*** Records to use Section Begins ***

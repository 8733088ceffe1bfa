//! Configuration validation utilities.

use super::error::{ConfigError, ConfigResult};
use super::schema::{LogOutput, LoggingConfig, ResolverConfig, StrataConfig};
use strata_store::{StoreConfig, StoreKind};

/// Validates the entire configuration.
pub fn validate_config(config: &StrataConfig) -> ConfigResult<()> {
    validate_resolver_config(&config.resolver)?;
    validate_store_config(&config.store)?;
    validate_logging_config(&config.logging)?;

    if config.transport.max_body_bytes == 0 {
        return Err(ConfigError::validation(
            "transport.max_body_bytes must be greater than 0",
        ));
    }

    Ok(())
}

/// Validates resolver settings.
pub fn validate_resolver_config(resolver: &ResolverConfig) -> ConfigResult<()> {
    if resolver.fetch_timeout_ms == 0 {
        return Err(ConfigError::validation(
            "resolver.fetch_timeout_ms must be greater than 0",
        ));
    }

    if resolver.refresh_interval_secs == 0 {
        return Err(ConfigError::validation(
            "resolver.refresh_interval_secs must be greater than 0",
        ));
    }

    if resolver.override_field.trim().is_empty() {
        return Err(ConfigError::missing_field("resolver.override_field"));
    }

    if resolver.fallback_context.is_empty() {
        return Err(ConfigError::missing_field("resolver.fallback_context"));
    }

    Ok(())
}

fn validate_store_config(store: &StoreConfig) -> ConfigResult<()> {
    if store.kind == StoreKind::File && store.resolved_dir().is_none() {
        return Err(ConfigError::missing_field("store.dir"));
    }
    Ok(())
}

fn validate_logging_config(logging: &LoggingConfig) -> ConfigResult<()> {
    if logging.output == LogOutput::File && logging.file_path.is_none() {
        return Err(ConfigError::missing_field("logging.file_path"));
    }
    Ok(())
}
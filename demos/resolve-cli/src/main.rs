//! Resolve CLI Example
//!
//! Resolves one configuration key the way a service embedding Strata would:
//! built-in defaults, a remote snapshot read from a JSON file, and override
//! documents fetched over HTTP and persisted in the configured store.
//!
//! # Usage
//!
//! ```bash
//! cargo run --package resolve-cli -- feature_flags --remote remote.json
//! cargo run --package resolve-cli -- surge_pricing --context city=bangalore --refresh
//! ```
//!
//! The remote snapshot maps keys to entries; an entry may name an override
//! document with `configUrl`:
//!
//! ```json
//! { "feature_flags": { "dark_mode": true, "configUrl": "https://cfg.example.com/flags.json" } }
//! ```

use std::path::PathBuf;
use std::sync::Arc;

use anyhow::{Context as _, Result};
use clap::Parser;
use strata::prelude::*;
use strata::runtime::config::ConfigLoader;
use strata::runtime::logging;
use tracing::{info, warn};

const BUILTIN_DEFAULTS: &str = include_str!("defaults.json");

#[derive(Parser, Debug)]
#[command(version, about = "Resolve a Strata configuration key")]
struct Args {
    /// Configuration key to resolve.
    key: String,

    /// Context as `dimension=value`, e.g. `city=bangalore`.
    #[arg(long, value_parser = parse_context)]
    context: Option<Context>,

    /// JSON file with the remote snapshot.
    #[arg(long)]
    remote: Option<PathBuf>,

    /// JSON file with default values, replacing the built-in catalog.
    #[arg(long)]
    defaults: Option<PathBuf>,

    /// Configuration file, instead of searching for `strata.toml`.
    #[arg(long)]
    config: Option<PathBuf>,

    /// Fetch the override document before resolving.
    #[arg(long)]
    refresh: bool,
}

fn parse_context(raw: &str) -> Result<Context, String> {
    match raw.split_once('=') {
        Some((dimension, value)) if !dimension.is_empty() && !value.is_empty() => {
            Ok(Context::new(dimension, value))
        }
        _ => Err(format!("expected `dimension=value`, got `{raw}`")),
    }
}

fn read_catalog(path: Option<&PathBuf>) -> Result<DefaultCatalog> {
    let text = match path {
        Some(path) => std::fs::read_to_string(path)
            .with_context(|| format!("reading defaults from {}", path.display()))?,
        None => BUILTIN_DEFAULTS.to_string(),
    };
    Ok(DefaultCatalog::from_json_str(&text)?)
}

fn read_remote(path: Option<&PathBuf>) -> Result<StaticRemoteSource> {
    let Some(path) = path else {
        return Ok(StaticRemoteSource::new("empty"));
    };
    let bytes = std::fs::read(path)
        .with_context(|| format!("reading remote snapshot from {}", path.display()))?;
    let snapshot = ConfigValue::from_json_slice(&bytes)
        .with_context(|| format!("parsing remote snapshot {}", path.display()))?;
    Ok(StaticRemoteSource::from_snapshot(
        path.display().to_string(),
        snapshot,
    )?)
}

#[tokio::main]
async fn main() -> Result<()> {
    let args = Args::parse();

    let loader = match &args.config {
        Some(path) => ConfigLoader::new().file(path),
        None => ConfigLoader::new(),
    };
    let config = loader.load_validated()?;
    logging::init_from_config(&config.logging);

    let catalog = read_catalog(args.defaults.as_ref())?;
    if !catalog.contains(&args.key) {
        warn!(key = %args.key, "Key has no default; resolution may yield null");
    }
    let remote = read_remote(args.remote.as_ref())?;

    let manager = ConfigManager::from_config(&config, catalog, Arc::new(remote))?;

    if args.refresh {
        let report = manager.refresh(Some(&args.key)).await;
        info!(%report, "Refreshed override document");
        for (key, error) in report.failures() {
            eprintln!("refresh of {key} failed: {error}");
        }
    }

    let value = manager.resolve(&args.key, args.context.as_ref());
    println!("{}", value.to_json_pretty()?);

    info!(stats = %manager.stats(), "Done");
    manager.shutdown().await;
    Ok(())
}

*** Records to use Section Ends ***
*** Records to use Section Begins ***

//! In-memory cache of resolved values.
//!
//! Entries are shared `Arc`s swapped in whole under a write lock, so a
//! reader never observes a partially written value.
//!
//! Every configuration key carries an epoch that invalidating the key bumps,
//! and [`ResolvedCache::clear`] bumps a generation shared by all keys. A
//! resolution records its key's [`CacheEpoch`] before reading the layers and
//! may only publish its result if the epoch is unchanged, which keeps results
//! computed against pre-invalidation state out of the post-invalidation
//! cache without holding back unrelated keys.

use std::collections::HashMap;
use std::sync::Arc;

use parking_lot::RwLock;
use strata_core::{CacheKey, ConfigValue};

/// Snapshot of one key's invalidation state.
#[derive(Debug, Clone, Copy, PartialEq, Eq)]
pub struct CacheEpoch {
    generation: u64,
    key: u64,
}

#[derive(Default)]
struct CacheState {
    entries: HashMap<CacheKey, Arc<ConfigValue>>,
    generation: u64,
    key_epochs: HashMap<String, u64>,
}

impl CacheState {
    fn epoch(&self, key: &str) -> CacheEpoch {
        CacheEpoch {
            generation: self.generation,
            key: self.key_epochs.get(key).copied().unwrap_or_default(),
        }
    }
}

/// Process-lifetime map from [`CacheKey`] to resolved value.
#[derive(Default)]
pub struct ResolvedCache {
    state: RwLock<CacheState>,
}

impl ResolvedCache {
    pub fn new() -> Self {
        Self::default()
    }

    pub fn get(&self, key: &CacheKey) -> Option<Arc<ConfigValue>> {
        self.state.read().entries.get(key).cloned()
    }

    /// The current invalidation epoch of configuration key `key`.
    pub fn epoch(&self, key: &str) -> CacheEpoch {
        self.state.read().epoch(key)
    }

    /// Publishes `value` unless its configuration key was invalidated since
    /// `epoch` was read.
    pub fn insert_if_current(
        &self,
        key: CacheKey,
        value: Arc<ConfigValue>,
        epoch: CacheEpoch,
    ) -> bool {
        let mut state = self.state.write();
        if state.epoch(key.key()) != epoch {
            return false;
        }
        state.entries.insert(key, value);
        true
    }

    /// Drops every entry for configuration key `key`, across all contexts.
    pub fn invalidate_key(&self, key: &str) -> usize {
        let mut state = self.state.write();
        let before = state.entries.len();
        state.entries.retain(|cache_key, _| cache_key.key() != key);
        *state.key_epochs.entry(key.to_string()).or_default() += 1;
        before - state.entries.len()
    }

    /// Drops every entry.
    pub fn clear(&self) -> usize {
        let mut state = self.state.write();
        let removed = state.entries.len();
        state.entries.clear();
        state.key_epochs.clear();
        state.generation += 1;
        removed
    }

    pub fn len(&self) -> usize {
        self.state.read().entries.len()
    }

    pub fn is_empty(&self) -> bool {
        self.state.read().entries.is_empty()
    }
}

*** Records to use Section Ends ***

## Work instruction:
From the entries above, return exactly the line containing "repository 8733088ceffe1bfa", the line containing "pub fn validate_config(config: &StrataConfig)", and all lines between, and nothing else.

## Solution:
repository 8733088ceffe1bfa
//! Configuration validation utilities.

use super::error::{ConfigError, ConfigResult};
use super::schema::{LogOutput, LoggingConfig, ResolverConfig, StrataConfig};
use strata_store::{StoreConfig, StoreKind};

/// Validates the entire configuration.
pub fn validate_config(config: &StrataConfig) -> ConfigResult<()> {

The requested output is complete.